The enumeration in the Constitution, of certain rights, shall not be construed to deny or disparage others retained by the people.

The first eight amendments list the specific rights that the newly free people in 1791 found most important. The Ninth Amendment was a command not to overlook other rights that may be fundamental to a free people. Indeed, fear that a bill of rights would be taken as exhaustive was the chief ground on which Alexander Hamilton and other Federalists initially opposed the Bill of Rights.

But the Ninth Amendment has basically been ignored as a source of law — mostly because it is too vague to offer any real guidance. If the Bill of Rights is not exhaustive, what other “unenumerated” rights are “retained” by people in America? And are there any decision criteria other than the whims of nine judges?

The first unenumerated right to be widely recognized was Lochner’s liberty of contract. This right was used for years to strike down minimum wage laws, maximum hour laws, and other protections for workers. Thankfully, in 1937, the Supreme Court shut the door on this line of jurisprudence and has not looked back. (Yet. Many observers are worried that the current slate of conservative Justices may start back down that path again.)

During the Lochner era, the Court also began to recognize other novel fundamental rights, such as the right to educate your child in a private school (Pierce v. Society of Sisters, 1925). And even after the death of Lochner, the Court continued to recognize unenumerated rights; Lochner may have an error, but its underlying principle was still valid.

The question of unenumerated rights became particularly problematic starting in 1965, when the Court started down the road of recognizing rights of bodily autonomy. This started with Griswold v. Connecticut (1965), which recognized the right of married couples to use contraception, and which was followed in 1972 by Eisenstadt v. Baird, which extended the right to unmarried couples.

Griswold presented an opportunity for the Court to finally clarify the scope of the Ninth Amendment. Indeed, in his concurrence to the Griswold opinion, Justice Goldberg justified the opinion on Ninth Amendment grounds:

The language and history of the Ninth Amendment reveal that the Framers of the Constitution believed that there are additional fundamental rights, protected from governmental infringement, which exist alongside those fundamental rights specifically mentioned in the first eight constitutional amendments.

But Justice Goldberg was joined by only two other justices, so this view of the Ninth Amendment was never adopted by the Court.
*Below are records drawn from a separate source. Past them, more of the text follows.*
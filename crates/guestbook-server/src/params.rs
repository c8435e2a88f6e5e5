//! URL-encoded request parameters.
//!
//! Query strings and form bodies share one decoder. Input that fails to decode
//! is treated as if no parameters were sent, so handlers report a missing
//! field instead of a protocol error.

use serde::Deserialize;
use serde::de::DeserializeOwned;

/// Parameters of `/add`.
#[derive(Debug, Default, Deserialize)]
pub(crate) struct NameParams {
    pub(crate) name: Option<String>,
}

/// Parameters of `/delete`.
#[derive(Debug, Default, Deserialize)]
pub(crate) struct IdParams {
    pub(crate) id: Option<String>,
}

/// Decode `application/x-www-form-urlencoded` input.
pub(crate) fn decode<T: DeserializeOwned + Default>(input: &[u8]) -> T {
    serde_urlencoded::from_bytes(input).unwrap_or_else(|e| {
        tracing::debug!(error = %e, "Ignoring malformed parameters");
        T::default()
    })
}

/// Decode an optional raw query string.
pub(crate) fn decode_query<T: DeserializeOwned + Default>(query: Option<&str>) -> T {
    query.map_or_else(T::default, |q| decode(q.as_bytes()))
}

/// Encode a single `key=value` pair for use in a link.
pub(crate) fn encode_pair(key: &str, value: &str) -> String {
    serde_urlencoded::to_string([(key, value)]).unwrap_or_default()
}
The view that was adopted by the Court has been a source of controversy ever since. Instead of finding the right to use contraception within the sphere of one of the Amendments in the Bill of Rights, Justice Douglas, who wrote the majority opinion, found the right…everywhere. And nowhere. Justice Douglas found “penumbras” around the First, Third, Fourth, Fifth, and Ninth Amendments, which created a “zone of privacy” within which the right fell. Even many people who agree with the outcome in Griswold find Justice Douglas’s reasoning less than convincing.

The uncertain grounding of Griswold did not stop the list of unenumerated rights from growing. By 1990, the Court recognized a right to refuse medical treatment (Cruzan v. Missouri). In 2003, it recognized a liberty of consensual sexual conduct (Lawrence v. Texas).

And, of course, in 1973, the Supreme Court decided Roe v. Wade, which recognized the right of a woman to terminate her pregnancy.

Today, in part because of Roe, few areas of constitutional law are as contested and controversial as the idea of unenumerated rights. Progressives believe that the recognition of unenumerated rights is an essential part of what it means to have freedom. Some ultra-conservatives believe that Roe v. Wade’s freedom of bodily autonomy is just as misguided and unjustified as Lochner’s freedom of contract.

Unfortunately for public debate, this is not really a question that the Constitution can answer. Under our current system, questions of fundamental rights are left to nine judges, who lack political accountability, and who are appointed for life to terms that end randomly or strategically.